//! Filter resolution, lookups and pagination
//!
//! Filter arguments arrive as a loose map (usually a parsed query string).
//! A resource whitelists which keys each operation honours; the surviving
//! values are cleaned and handed to the object store as [`Query`] lookups of
//! the form `path__op`, e.g. `owner__id`, `title__icontains`, `pk__gt`.

use crate::core::error::ApiError;
use serde_json::{Map, Value};
use std::cmp::Ordering;

/// Raw filter arguments submitted by the caller
pub type FilterArgs = Map<String, Value>;

/// Cleaned `(lookup, value)` pairs, in declaration order
pub type Filters = Vec<(String, Value)>;

const MISSING_REQUIRED: &str = "Missing required filter fields.";

/// Clean one raw filter value
///
/// Integers (and strings holding integers) are coerced to integers. A
/// negative integer means "no constraint" and yields `None`, which removes
/// the key from the resulting filters.
pub fn clean_filter_value(value: &Value) -> Option<Value> {
    match value {
        Value::Number(n) => match n.as_i64() {
            Some(i) if i < 0 => None,
            _ => Some(value.clone()),
        },
        Value::String(s) => match s.trim().parse::<i64>() {
            Ok(i) if i < 0 => None,
            Ok(i) => Some(Value::from(i)),
            Err(_) => Some(value.clone()),
        },
        other => Some(other.clone()),
    }
}

/// Read an integer id from a number or a string holding one
pub fn as_integer(value: &Value) -> Option<i64> {
    match value {
        Value::Number(n) => n
            .as_i64()
            .or_else(|| n.as_f64().filter(|f| f.fract() == 0.0).map(|f| f as i64)),
        Value::String(s) => s.trim().parse().ok(),
        _ => None,
    }
}

/// Build filters from `filter_args` for the given whitelists
///
/// Every key in `required_fields` must be present, otherwise the lookup is
/// reported as not found. Keys in `optional_fields` are included when given.
pub fn resolve_filters(
    filter_args: &FilterArgs,
    required_fields: &[String],
    optional_fields: &[String],
) -> Result<Filters, ApiError> {
    let mut filters = Filters::new();
    if filter_args.is_empty() {
        if !required_fields.is_empty() {
            return Err(ApiError::not_found().with_detail(MISSING_REQUIRED));
        }
        return Ok(filters);
    }

    for field in required_fields {
        let raw = filter_args
            .get(field)
            .ok_or_else(|| ApiError::not_found().with_detail(MISSING_REQUIRED))?;
        if let Some(value) = clean_filter_value(raw) {
            filters.push((field.clone(), value));
        }
    }
    for field in optional_fields {
        if let Some(raw) = filter_args.get(field)
            && let Some(value) = clean_filter_value(raw)
        {
            filters.push((field.clone(), value));
        }
    }
    Ok(filters)
}

/// Compute the `[offset, end)` window of one `filter` page
///
/// The page is `page_size` rows from `top`; a caller-supplied `bottom` can
/// only shorten it.
pub fn page_window(top: usize, bottom: Option<usize>, page_size: usize) -> (usize, usize) {
    let mut end = top.saturating_add(page_size);
    if let Some(bottom) = bottom
        && bottom < end
    {
        end = bottom;
    }
    (top, end.max(top))
}

// =============================================================================
// Query sets
// =============================================================================

/// The base query a resource draws its rows from
#[derive(Debug, Clone, PartialEq)]
pub struct QuerySet {
    pub model: String,
    pub filters: Filters,
    pub excludes: Vec<Filters>,
}

impl QuerySet {
    /// All rows of `model`
    pub fn all(model: impl Into<String>) -> Self {
        Self {
            model: model.into(),
            filters: Filters::new(),
            excludes: Vec::new(),
        }
    }

    /// Narrow the base query
    pub fn filter(mut self, lookup: impl Into<String>, value: impl Into<Value>) -> Self {
        self.filters.push((lookup.into(), value.into()));
        self
    }

    /// Drop rows matching all of `lookups`
    pub fn exclude(mut self, lookups: Filters) -> Self {
        if !lookups.is_empty() {
            self.excludes.push(lookups);
        }
        self
    }

    /// A query over this set with extra inclusion and exclusion filters
    pub fn query(&self, filters: Filters, excludes: Filters) -> Query {
        let mut all_filters = self.filters.clone();
        all_filters.extend(filters);
        let mut all_excludes = self.excludes.clone();
        if !excludes.is_empty() {
            all_excludes.push(excludes);
        }
        Query {
            model: self.model.clone(),
            filters: all_filters,
            excludes: all_excludes,
            offset: 0,
            limit: None,
        }
    }

    /// The lookups identifying exactly one row of this set
    pub fn lookups(&self, filters: Filters) -> Filters {
        let mut all = self.filters.clone();
        all.extend(filters);
        all
    }
}

/// A fully specified store query: filter, exclude, then slice
#[derive(Debug, Clone, PartialEq)]
pub struct Query {
    pub model: String,
    pub filters: Filters,
    /// Each group excludes the rows matching all of its lookups
    pub excludes: Vec<Filters>,
    pub offset: usize,
    pub limit: Option<usize>,
}

impl Query {
    /// Restrict the query to rows `[start, end)`
    pub fn slice(mut self, start: usize, end: usize) -> Self {
        self.offset = start;
        self.limit = Some(end.saturating_sub(start));
        self
    }
}

// =============================================================================
// Lookups
// =============================================================================

/// Comparison applied by a lookup
#[derive(Debug, Clone, Copy, PartialEq, Eq)]
pub enum LookupOp {
    Exact,
    IExact,
    Contains,
    IContains,
    Gt,
    Gte,
    Lt,
    Lte,
    In,
    IsNull,
}

impl LookupOp {
    fn from_suffix(suffix: &str) -> Option<Self> {
        Some(match suffix {
            "exact" => LookupOp::Exact,
            "iexact" => LookupOp::IExact,
            "contains" => LookupOp::Contains,
            "icontains" => LookupOp::IContains,
            "gt" => LookupOp::Gt,
            "gte" => LookupOp::Gte,
            "lt" => LookupOp::Lt,
            "lte" => LookupOp::Lte,
            "in" => LookupOp::In,
            "isnull" => LookupOp::IsNull,
            _ => return None,
        })
    }
}

/// A parsed `path__op` lookup key
#[derive(Debug, Clone, PartialEq, Eq)]
pub struct Lookup {
    /// Attribute path; more than one segment traverses relations
    pub path: Vec<String>,
    pub op: LookupOp,
}

impl Lookup {
    pub fn parse(key: &str) -> Self {
        let mut path: Vec<String> = key.split("__").map(str::to_string).collect();
        let op = match path.last().and_then(|s| LookupOp::from_suffix(s)) {
            Some(op) if path.len() > 1 => {
                path.pop();
                op
            }
            _ => LookupOp::Exact,
        };
        Self { path, op }
    }

    /// Whether `actual` satisfies this lookup against `expected`
    pub fn matches(&self, actual: &Value, expected: &Value) -> bool {
        match self.op {
            LookupOp::Exact => values_equal(actual, expected),
            LookupOp::IExact => match (actual.as_str(), expected.as_str()) {
                (Some(a), Some(e)) => a.to_lowercase() == e.to_lowercase(),
                _ => values_equal(actual, expected),
            },
            LookupOp::Contains => match (actual.as_str(), expected.as_str()) {
                (Some(a), Some(e)) => a.contains(e),
                _ => false,
            },
            LookupOp::IContains => match (actual.as_str(), expected.as_str()) {
                (Some(a), Some(e)) => a.to_lowercase().contains(&e.to_lowercase()),
                _ => false,
            },
            LookupOp::Gt => compare(actual, expected) == Some(Ordering::Greater),
            LookupOp::Gte => matches!(
                compare(actual, expected),
                Some(Ordering::Greater | Ordering::Equal)
            ),
            LookupOp::Lt => compare(actual, expected) == Some(Ordering::Less),
            LookupOp::Lte => matches!(
                compare(actual, expected),
                Some(Ordering::Less | Ordering::Equal)
            ),
            LookupOp::In => match expected {
                Value::Array(items) => items.iter().any(|e| values_equal(actual, e)),
                Value::String(s) => s.split(',').any(|e| values_equal(actual, &text(e))),
                _ => false,
            },
            LookupOp::IsNull => actual.is_null() == truthy(expected),
        }
    }
}

fn text(s: &str) -> Value {
    clean_filter_value(&Value::String(s.trim().to_string())).unwrap_or(Value::Null)
}

fn truthy(value: &Value) -> bool {
    match value {
        Value::Bool(b) => *b,
        Value::Number(n) => n.as_f64().is_some_and(|f| f != 0.0),
        Value::String(s) => matches!(s.to_lowercase().as_str(), "true" | "1" | "yes"),
        _ => false,
    }
}

/// Equality tolerant of the string encodings query strings produce
pub fn values_equal(actual: &Value, expected: &Value) -> bool {
    match (actual, expected) {
        (Value::Number(a), Value::Number(e)) => a.as_f64() == e.as_f64(),
        (Value::Number(a), Value::String(e)) => {
            e.trim().parse::<f64>().ok() == a.as_f64()
        }
        (Value::String(a), Value::Number(e)) => {
            a.trim().parse::<f64>().ok() == e.as_f64()
        }
        (Value::Bool(a), Value::String(_) | Value::Number(_)) => *a == truthy(expected),
        _ => actual == expected,
    }
}

fn compare(actual: &Value, expected: &Value) -> Option<Ordering> {
    let number = |v: &Value| match v {
        Value::Number(n) => n.as_f64(),
        Value::String(s) => s.trim().parse::<f64>().ok(),
        _ => None,
    };
    match (actual, expected) {
        (Value::String(a), Value::String(e)) => match (number(actual), number(expected)) {
            (Some(a), Some(e)) => a.partial_cmp(&e),
            _ => Some(a.cmp(e)),
        },
        _ => number(actual)?.partial_cmp(&number(expected)?),
    }
}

________________________

__EXERCISE PROMPT__.
Show all of the lines above in which "resource" is present.

__EXPECTED OUTPUT__.
//! A resource whitelists which keys each operation honours; the surviving
/// The base query a resource draws its rows from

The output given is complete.